Notícia 15:39 - 27 de setembro de 2021

O consumidor brasileiro segue cauteloso em relação à economia do varejo em setembro. Com a interrupção da tendência que apontava uma melhora no ritmo de consumo, desde maio, o Índice Nacional de Confiança (INC) da Associação Comercial de São Paulo (ACSP) registrou 74 pontos neste mês, ou seja, o mesmo número registrado em agosto.

"As pessoas têm menos dinheiro, por conta da crise causada pela pandemia, mas o consumo que estava reprimido graças à falta de mobilidade urbana está acontecendo normalmente", explica Ulisses Ruiz de Gamboa, economista da ACSP. "Entendemos que existe a cautela neste momento porque os reflexos da crise da Covid-19 ainda são muito sentidos", destaca.

Mas o fato desse crescimento ter sido interrompido momentaneamente não significa que o INC não voltará a crescer nos próximos meses. Em São Paulo as pessoas seguem movimentando o comércio de acordo com a prévia do Balanço de Vendas de setembro. O estudo também indica que o volume de consumo na capital paulista aumentou 14,6%, nos primeiros 15 dias do mês, comparado ao mesmo período do mês anterior.

"Quando cruzamos as informações do Balanço com as dos INC ainda podemos dizer que as projeções para o futuro, apesar da instabilidade econômica que vivemos, é positiva", analisa Gamboa.

Outras informações

No contrafluxo dos resultados trazidos pela pesquisa, o Norte e o Nordeste foram as únicas regiões que apresentaram um aumento na confiança no mês de setembro, saltando de 87 para 89, e de 64 para 65, respectivamente.

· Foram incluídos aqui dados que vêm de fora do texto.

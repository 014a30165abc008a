//! Fixed-length bit vectors, stored least significant bit first.

use std::{
    cmp::Ordering,
    fmt,
    ops::{BitAnd, BitOr, Not},
};

use num_traits::{PrimInt, Unsigned};

use crate::{Error, Result};

const WORD_BITS: usize = u64::BITS as usize;

/// An ordered vector of bits with a length fixed at construction. Index `0` is the least
/// significant bit.
///
/// All operators return new vectors. The only in-place modification is [`BitVector::flip`].
///
/// ```
/// # use netblock::BitVector;
/// # fn main() -> Result<(), netblock::Error> {
/// let mask = BitVector::mask(2, 8)?;
/// assert_eq!(mask.to_integer::<u8>(), Some(0b1100_0000));
/// assert_eq!(mask.to_string(), "11000000");
/// # Ok(())
/// # }
/// ```
#[derive(Clone, PartialEq, Eq, Hash, Default)]
pub struct BitVector {
    // bits above `len` in the last word are always zero
    words: Vec<u64>,
    len: usize,
}

impl BitVector {
    /// Create a vector of `len` zero bits.
    pub fn new(len: usize) -> Self {
        Self {
            words: vec![0; len.div_ceil(WORD_BITS)],
            len,
        }
    }

    /// Binary expansion of `value` into `len` bits. Bits of `value` beyond `len` are dropped,
    /// positions beyond the width of `R` are zero.
    ///
    /// ```
    /// # use netblock::BitVector;
    /// let bits = BitVector::from_integer(6u8, 4);
    /// assert_eq!(bits.to_string(), "0110");
    /// assert_eq!(bits.get(0), Some(false));
    /// assert_eq!(bits.get(1), Some(true));
    /// ```
    pub fn from_integer<R>(value: R, len: usize) -> Self
    where
        R: PrimInt + Unsigned,
    {
        let width = R::zero().count_zeros() as usize;
        (0..len)
            .map(|index| index < width && (value >> index) & R::one() == R::one())
            .collect()
    }

    /// A vector of length `len` whose top `ones` bits are set.
    pub fn mask(ones: usize, len: usize) -> Result<Self> {
        if ones > len {
            return Err(Error::MaskTooLong { ones, len });
        }
        let mut result = Self::new(len);
        for index in (len - ones..len).rev() {
            result.flip(index);
        }
        Ok(result)
    }

    /// Number of bits.
    pub fn len(&self) -> usize {
        self.len
    }

    /// Whether the vector has no bits at all.
    pub fn is_empty(&self) -> bool {
        self.len == 0
    }

    /// The bit at `index`, or `None` if `index` is out of range.
    pub fn get(&self, index: usize) -> Option<bool> {
        (index < self.len).then(|| self.bit(index))
    }

    /// Invert the bit at `index` in place.
    ///
    /// # Panics
    /// If `index >= self.len()`.
    pub fn flip(&mut self, index: usize) -> &mut Self {
        assert!(
            index < self.len,
            "bit index {index} out of range for a bit vector of length {}",
            self.len
        );
        self.words[index / WORD_BITS] ^= 1 << (index % WORD_BITS);
        self
    }

    /// Element-wise conjunction.
    pub fn and(&self, other: &Self) -> Result<Self> {
        self.zip_words(other, |a, b| a & b)
    }

    /// Element-wise disjunction.
    pub fn or(&self, other: &Self) -> Result<Self> {
        self.zip_words(other, |a, b| a | b)
    }

    /// Append `other`, producing a vector of the combined length. The bits of `other` follow
    /// those of `self`, i.e. they become the more significant bits.
    ///
    /// ```
    /// # use netblock::BitVector;
    /// let low = BitVector::from_integer(0x34u8, 8);
    /// let high = BitVector::from_integer(0x12u8, 8);
    /// assert_eq!(low.concat(&high).to_integer::<u16>(), Some(0x1234));
    /// ```
    pub fn concat(&self, other: &Self) -> Self {
        self.iter().chain(other.iter()).collect()
    }

    /// The half-open range `from..to` as a new vector.
    pub fn slice(&self, from: usize, to: usize) -> Result<Self> {
        if from > to || to > self.len {
            return Err(Error::InvalidSlice {
                from,
                to,
                len: self.len,
            });
        }
        Ok((from..to).map(|index| self.bit(index)).collect())
    }

    /// Compare two vectors of equal length as unsigned integers: the first differing bit,
    /// scanning from the most significant end, decides.
    pub fn compare(&self, other: &Self) -> Result<Ordering> {
        self.check_len(other)?;
        Ok(self.words.iter().rev().cmp(other.words.iter().rev()))
    }

    /// Number of set bits.
    pub fn count_ones(&self) -> usize {
        self.words.iter().map(|w| w.count_ones() as usize).sum()
    }

    /// Number of cleared bits.
    pub fn count_zeros(&self) -> usize {
        self.len - self.count_ones()
    }

    /// The integer value of the vector, or `None` if a set bit does not fit into `R`.
    pub fn to_integer<R>(&self) -> Option<R>
    where
        R: PrimInt + Unsigned,
    {
        let width = R::zero().count_zeros() as usize;
        let mut value = R::zero();
        for (index, bit) in self.iter().enumerate() {
            if bit {
                if index >= width {
                    return None;
                }
                value = value | (R::one() << index);
            }
        }
        Some(value)
    }

    /// Format a 32-bit vector as a dotted-quad IPv4 address.
    ///
    /// ```
    /// # use netblock::BitVector;
    /// let bits = BitVector::from_integer(0x0a00_0080u32, 32);
    /// assert_eq!(bits.to_dotted_quad().unwrap(), "10.0.0.128");
    /// assert!(BitVector::new(8).to_dotted_quad().is_err());
    /// ```
    pub fn to_dotted_quad(&self) -> Result<String> {
        if self.len != 32 {
            return Err(Error::NotAnAddress(self.len));
        }
        let octets = [(24, 32), (16, 24), (8, 16), (0, 8)]
            .into_iter()
            .map(|(from, to)| {
                self.slice(from, to)
                    .map(|octet| octet.to_integer::<u8>().unwrap_or_default().to_string())
            })
            .collect::<Result<Vec<_>>>()?;
        Ok(octets.join("."))
    }

    /// Iterate over all bits, least significant first.
    pub fn iter(&self) -> Bits<'_> {
        Bits {
            bits: self,
            front: 0,
            back: self.len,
        }
    }

    #[inline(always)]
    fn bit(&self, index: usize) -> bool {
        self.words[index / WORD_BITS] >> (index % WORD_BITS) & 1 == 1
    }

    fn check_len(&self, other: &Self) -> Result<()> {
        if self.len == other.len {
            Ok(())
        } else {
            Err(Error::LengthMismatch {
                left: self.len,
                right: other.len,
            })
        }
    }

    fn zip_words(&self, other: &Self, op: impl Fn(u64, u64) -> u64) -> Result<Self> {
        self.check_len(other)?;
        Ok(Self {
            words: self
                .words
                .iter()
                .zip(other.words.iter())
                .map(|(a, b)| op(*a, *b))
                .collect(),
            len: self.len,
        })
    }

    fn clear_tail(&mut self) {
        let used = self.len % WORD_BITS;
        if used != 0 {
            if let Some(last) = self.words.last_mut() {
                *last &= (1 << used) - 1;
            }
        }
    }
}

/// # Panics
/// If the operands differ in length. Use [`BitVector::and`] for a fallible version.
impl BitAnd for &BitVector {
    type Output = BitVector;

    fn bitand(self, rhs: Self) -> BitVector {
        match self.and(rhs) {
            Ok(result) => result,
            Err(e) => panic!("{e}"),
        }
    }
}

/// # Panics
/// If the operands differ in length. Use [`BitVector::or`] for a fallible version.
impl BitOr for &BitVector {
    type Output = BitVector;

    fn bitor(self, rhs: Self) -> BitVector {
        match self.or(rhs) {
            Ok(result) => result,
            Err(e) => panic!("{e}"),
        }
    }
}

impl Not for &BitVector {
    type Output = BitVector;

    fn not(self) -> BitVector {
        let mut result = BitVector {
            words: self.words.iter().map(|w| !w).collect(),
            len: self.len,
        };
        result.clear_tail();
        result
    }
}

impl Not for BitVector {
    type Output = BitVector;

    fn not(self) -> BitVector {
        !&self
    }
}

/// Vectors of different lengths are unordered.
impl PartialOrd for BitVector {
    fn partial_cmp(&self, other: &Self) -> Option<Ordering> {
        self.compare(other).ok()
    }
}

impl FromIterator<bool> for BitVector {
    /// Collect bits, least significant first.
    fn from_iter<I: IntoIterator<Item = bool>>(iter: I) -> Self {
        let mut words = Vec::new();
        let mut len = 0;
        for bit in iter {
            if len % WORD_BITS == 0 {
                words.push(0);
            }
            if bit {
                if let Some(last) = words.last_mut() {
                    *last |= 1 << (len % WORD_BITS);
                }
            }
            len += 1;
        }
        Self { words, len }
    }
}

impl<'a> IntoIterator for &'a BitVector {
    type Item = bool;
    type IntoIter = Bits<'a>;

    fn into_iter(self) -> Self::IntoIter {
        self.iter()
    }
}

/// An iterator over the bits of a [`BitVector`], least significant first.
#[derive(Clone, Debug)]
pub struct Bits<'a> {
    bits: &'a BitVector,
    front: usize,
    back: usize,
}

impl Iterator for Bits<'_> {
    type Item = bool;

    fn next(&mut self) -> Option<bool> {
        if self.front < self.back {
            self.front += 1;
            Some(self.bits.bit(self.front - 1))
        } else {
            None
        }
    }

    fn size_hint(&self) -> (usize, Option<usize>) {
        let remaining = self.back - self.front;
        (remaining, Some(remaining))
    }
}

impl DoubleEndedIterator for Bits<'_> {
    fn next_back(&mut self) -> Option<bool> {
        if self.front < self.back {
            self.back -= 1;
            Some(self.bits.bit(self.back))
        } else {
            None
        }
    }
}

impl ExactSizeIterator for Bits<'_> {}

/// Most significant bit first.
impl fmt::Display for BitVector {
    fn fmt(&self, f: &mut fmt::Formatter<'_>) -> fmt::Result {
        for bit in self.iter().rev() {
            f.write_str(if bit { "1" } else { "0" })?;
        }
        Ok(())
    }
}

impl fmt::Debug for BitVector {
    fn fmt(&self, f: &mut fmt::Formatter<'_>) -> fmt::Result {
        write!(f, "BitVector({}): {}", self.len, self)
    }
}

Do total de entrevistados, 58% dizem estar muito insatisfeitos com a vida que levam hoje e 57% acham que o Brasil caminha para a direção errada. Só que este pessimismo todo é equilibrado quando 50% das mesmas pessoas entrevistadas também dizem que daqui a seis meses pretendem estar melhores financeiramente.

A pesquisa INC vai de 0 a 200 pontos e mede a visão e segurança da população em relação ao País, às finanças do brasileiro e prevê o comportamento destas pessoas na hora da compra. Nos últimos tempos o INC cresceu e só agora estagnou, mas é perceptível que este indicador ainda pertença ao campo pessimista (abaixo de 100). O último registro otimista (com 100 pontos) ocorreu em janeiro de 2020.

A pesquisa encomendada junto à Behup ouviu 1597 pessoas, pertencentes a todas as classes sociais, localizadas nas cinco regiões do Brasil.